╭──

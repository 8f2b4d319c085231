//! CLI integration tests
//!
//! Drive the `sellerdesk` binary end to end against a temporary database.

use std::path::{Path, PathBuf};
use std::process::{Command, Output};
use tempfile::TempDir;

fn db_path(temp_dir: &TempDir) -> PathBuf {
    temp_dir.path().join("data").join("store.db")
}

fn run(db: &Path, args: &[&str]) -> Output {
    let cli_bin = env!("CARGO_BIN_EXE_sellerdesk");
    Command::new(cli_bin)
        .env_remove("SELLERDESK_LOG_PROFILE")
        .arg("--db")
        .arg(db)
        .args(args)
        .output()
        .expect("Failed to execute CLI")
}

fn run_ok(db: &Path, args: &[&str]) -> String {
    let output = run(db, args);
    assert!(
        output.status.success(),
        "CLI command {:?} should succeed. Stderr: {}",
        args,
        String::from_utf8_lossy(&output.stderr)
    );
    String::from_utf8_lossy(&output.stdout).into_owned()
}

fn add_bob(db: &Path) {
    run_ok(
        db,
        &[
            "seller",
            "add",
            "--name",
            "Bob",
            "--email",
            "bob@x.com",
            "--birth-date",
            "1998-05-01",
            "--base-salary",
            "2000.00",
            "--department",
            "1",
        ],
    );
}

#[test]
fn test_cli_creates_database_and_lists_departments() {
    let temp_dir = TempDir::new().unwrap();
    let db = db_path(&temp_dir);

    let stdout = run_ok(&db, &["department", "add", "Computers"]);
    assert!(stdout.contains("Department created: 1 Computers"), "{}", stdout);
    assert!(db.exists(), "database file should be created");

    run_ok(&db, &["department", "add", "Books"]);
    let listing = run_ok(&db, &["department", "list"]);
    let books = listing.find("Books").unwrap();
    let computers = listing.find("Computers").unwrap();
    assert!(books < computers, "departments should be listed by name");
}

#[test]
fn test_cli_seller_add_and_show_json() {
    let temp_dir = TempDir::new().unwrap();
    let db = db_path(&temp_dir);

    run_ok(&db, &["department", "add", "Computers"]);
    add_bob(&db);

    let stdout = run_ok(&db, &["seller", "show", "1", "--json"]);
    let seller: serde_json::Value = serde_json::from_str(&stdout).unwrap();
    assert_eq!(seller["id"], 1);
    assert_eq!(seller["name"], "Bob");
    assert_eq!(seller["birth_date"], "1998-05-01");
    assert_eq!(seller["base_salary"], "2000.00");
    assert_eq!(seller["department"]["name"], "Computers");
}

#[test]
fn test_cli_seller_list_by_department() {
    let temp_dir = TempDir::new().unwrap();
    let db = db_path(&temp_dir);

    run_ok(&db, &["department", "add", "Computers"]);
    run_ok(&db, &["department", "add", "Books"]);
    add_bob(&db);
    run_ok(
        &db,
        &[
            "seller",
            "add",
            "--name",
            "Anna",
            "--email",
            "anna@x.com",
            "--birth-date",
            "1990-02-11",
            "--base-salary",
            "3100",
            "--department",
            "2",
        ],
    );

    let stdout = run_ok(&db, &["seller", "list", "--department", "1", "--json"]);
    let sellers: Vec<serde_json::Value> = serde_json::from_str(&stdout).unwrap();
    assert_eq!(sellers.len(), 1);
    assert_eq!(sellers[0]["name"], "Bob");

    let all = run_ok(&db, &["seller", "list"]);
    assert!(all.find("Anna").unwrap() < all.find("Bob").unwrap());
}

#[test]
fn test_cli_seller_update_and_delete() {
    let temp_dir = TempDir::new().unwrap();
    let db = db_path(&temp_dir);

    run_ok(&db, &["department", "add", "Computers"]);
    add_bob(&db);

    run_ok(&db, &["seller", "update", "1", "--base-salary", "2500.50"]);
    let stdout = run_ok(&db, &["seller", "show", "1", "--json"]);
    let seller: serde_json::Value = serde_json::from_str(&stdout).unwrap();
    assert_eq!(seller["base_salary"], "2500.50");
    assert_eq!(seller["email"], "bob@x.com");

    run_ok(&db, &["seller", "delete", "1"]);
    let output = run(&db, &["seller", "show", "1"]);
    assert!(!output.status.success());
    assert!(String::from_utf8_lossy(&output.stderr).contains("Error: seller 1 not found"));
}

#[test]
fn test_cli_seller_add_unknown_department_fails() {
    let temp_dir = TempDir::new().unwrap();
    let db = db_path(&temp_dir);

    let output = run(
        &db,
        &[
            "seller",
            "add",
            "--name",
            "Bob",
            "--email",
            "bob@x.com",
            "--birth-date",
            "1998-05-01",
            "--base-salary",
            "2000.00",
            "--department",
            "9",
        ],
    );

    assert_eq!(output.status.code(), Some(1));
    assert!(String::from_utf8_lossy(&output.stderr).contains("department 9 not found"));
}

#[test]
fn test_cli_delete_referenced_department_fails() {
    let temp_dir = TempDir::new().unwrap();
    let db = db_path(&temp_dir);

    run_ok(&db, &["department", "add", "Computers"]);
    add_bob(&db);

    let output = run(&db, &["department", "delete", "1"]);
    assert_eq!(output.status.code(), Some(1));
    assert!(String::from_utf8_lossy(&output.stderr).contains("FOREIGN KEY"));
}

╰──

(What is being asked):
The response must contain each line above that holds the string "listing".

(Answer box):
    let listing = run_ok(&db, &["department", "list"]);
    let books = listing.find("Books").unwrap();
    let computers = listing.find("Computers").unwrap();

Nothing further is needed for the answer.